## Instructions to follow
All of the data is to be repeated verbatim.

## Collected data
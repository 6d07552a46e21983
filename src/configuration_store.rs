//! A thread-safe in-memory storage for the currently active configuration.
//! [`ConfigurationStore`] provides concurrent access for readers (flag evaluation) and writers
//! (configuration loads).

use std::sync::{Arc, RwLock};

use crate::{configuration_fetcher::ConfigurationProvider, flags::FlagsConfiguration, Result};

/// `ConfigurationStore` provides a thread-safe (`Sync`) storage for flag configuration that
/// allows concurrent access for readers and writers.
///
/// The configuration itself is always immutable and can only be replaced completely: readers
/// see either the old or the new snapshot in full, never a partial one.
#[derive(Default)]
pub struct ConfigurationStore {
    configuration: RwLock<Option<Arc<FlagsConfiguration>>>,
}

impl ConfigurationStore {
    /// Create a new empty configuration store.
    pub fn new() -> ConfigurationStore {
        ConfigurationStore::default()
    }

    /// Get the currently-active configuration snapshot. Returns `None` if configuration
    /// hasn't been fetched/stored yet.
    pub fn get_configuration(&self) -> Option<Arc<FlagsConfiguration>> {
        // self.configuration.read() should always return Ok(). Err() is possible only if the
        // lock is poisoned (writer panicked while holding the lock), which should never
        // happen. Still, using .ok()? here to not crash the app.
        let configuration = self.configuration.read().ok()?;
        configuration.clone()
    }

    /// Replace the current snapshot, returning the previous one.
    pub fn set_configuration(&self, configuration: FlagsConfiguration) -> Option<Arc<FlagsConfiguration>> {
        // Constructing new value before requesting the lock to minimize lock span.
        let new_value = Some(Arc::new(configuration));

        let mut configuration_slot = self.configuration.write().ok()?;
        std::mem::replace(&mut configuration_slot, new_value)
    }

    /// Fetch a fresh snapshot from `provider` and atomically replace the current one on
    /// success. On failure the error is propagated and the previous snapshot (if any) remains
    /// queryable.
    pub fn fetch_and_store(&self, provider: &dyn ConfigurationProvider) -> Result<()> {
        let configuration = provider.fetch_configuration()?;
        self.set_configuration(configuration);
        Ok(())
    }
}

#[cfg(test)]
mod tests {
    use std::sync::Arc;

    use crate::{
        configuration_fetcher::ConfigurationProvider, flags::FlagsConfiguration, Error, Result,
    };

    use super::ConfigurationStore;

    struct FailingProvider;
    impl ConfigurationProvider for FailingProvider {
        fn fetch_configuration(&self) -> Result<FlagsConfiguration> {
            Err(Error::Unauthorized)
        }
    }

    #[test]
    fn can_set_configuration_from_another_thread() {
        let store = Arc::new(ConfigurationStore::new());

        assert!(store.get_configuration().is_none());

        {
            let store = store.clone();
            let _ = std::thread::spawn(move || {
                store.set_configuration(FlagsConfiguration::default());
            })
            .join();
        }

        assert!(store.get_configuration().is_some());
    }

    #[test]
    fn failed_fetch_leaves_previous_snapshot_intact() {
        let store = ConfigurationStore::new();
        store.set_configuration(FlagsConfiguration::default());

        assert!(store.fetch_and_store(&FailingProvider).is_err());
        assert!(store.get_configuration().is_some());
    }
}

## Result of this task
repository 6d07552a46e21983
filename src/configuration_store.rs
//! A thread-safe in-memory storage for the currently active configuration.
//! [`ConfigurationStore`] provides concurrent access for readers (flag evaluation) and writers
//! (configuration loads).

use std::sync::{Arc, RwLock};

use crate::{configuration_fetcher::ConfigurationProvider, flags::FlagsConfiguration, Result};

/// `ConfigurationStore` provides a thread-safe (`Sync`) storage for flag configuration that
/// allows concurrent access for readers and writers.
///
/// The configuration itself is always immutable and can only be replaced completely: readers
/// see either the old or the new snapshot in full, never a partial one.
#[derive(Default)]
pub struct ConfigurationStore {
    configuration: RwLock<Option<Arc<FlagsConfiguration>>>,
}

impl ConfigurationStore {
    /// Create a new empty configuration store.
    pub fn new() -> ConfigurationStore {
        ConfigurationStore::default()
    }

    /// Get the currently-active configuration snapshot. Returns `None` if configuration
    /// hasn't been fetched/stored yet.
    pub fn get_configuration(&self) -> Option<Arc<FlagsConfiguration>> {
        // self.configuration.read() should always return Ok(). Err() is possible only if the
        // lock is poisoned (writer panicked while holding the lock), which should never
        // happen. Still, using .ok()? here to not crash the app.
        let configuration = self.configuration.read().ok()?;
        configuration.clone()
    }

    /// Replace the current snapshot, returning the previous one.
    pub fn set_configuration(&self, configuration: FlagsConfiguration) -> Option<Arc<FlagsConfiguration>> {
        // Constructing new value before requesting the lock to minimize lock span.
        let new_value = Some(Arc::new(configuration));

        let mut configuration_slot = self.configuration.write().ok()?;
        std::mem::replace(&mut configuration_slot, new_value)
    }

    /// Fetch a fresh snapshot from `provider` and atomically replace the current one on
    /// success. On failure the error is propagated and the previous snapshot (if any) remains
    /// queryable.
    pub fn fetch_and_store(&self, provider: &dyn ConfigurationProvider) -> Result<()> {
        let configuration = provider.fetch_configuration()?;
        self.set_configuration(configuration);
        Ok(())
    }
}

#[cfg(test)]
mod tests {
    use std::sync::Arc;

    use crate::{
        configuration_fetcher::ConfigurationProvider, flags::FlagsConfiguration, Error, Result,
    };

    use super::ConfigurationStore;

    struct FailingProvider;
    impl ConfigurationProvider for FailingProvider {
        fn fetch_configuration(&self) -> Result<FlagsConfiguration> {
            Err(Error::Unauthorized)
        }
    }

    #[test]
    fn can_set_configuration_from_another_thread() {
        let store = Arc::new(ConfigurationStore::new());

        assert!(store.get_configuration().is_none());

        {
            let store = store.clone();
            let _ = std::thread::spawn(move || {
                store.set_configuration(FlagsConfiguration::default());
            })
            .join();
        }

        assert!(store.get_configuration().is_some());
    }

    #[test]
    fn failed_fetch_leaves_previous_snapshot_intact() {
        let store = ConfigurationStore::new();
        store.set_configuration(FlagsConfiguration::default());

        assert!(store.fetch_and_store(&FailingProvider).is_err());
        assert!(store.get_configuration().is_some());
    }
}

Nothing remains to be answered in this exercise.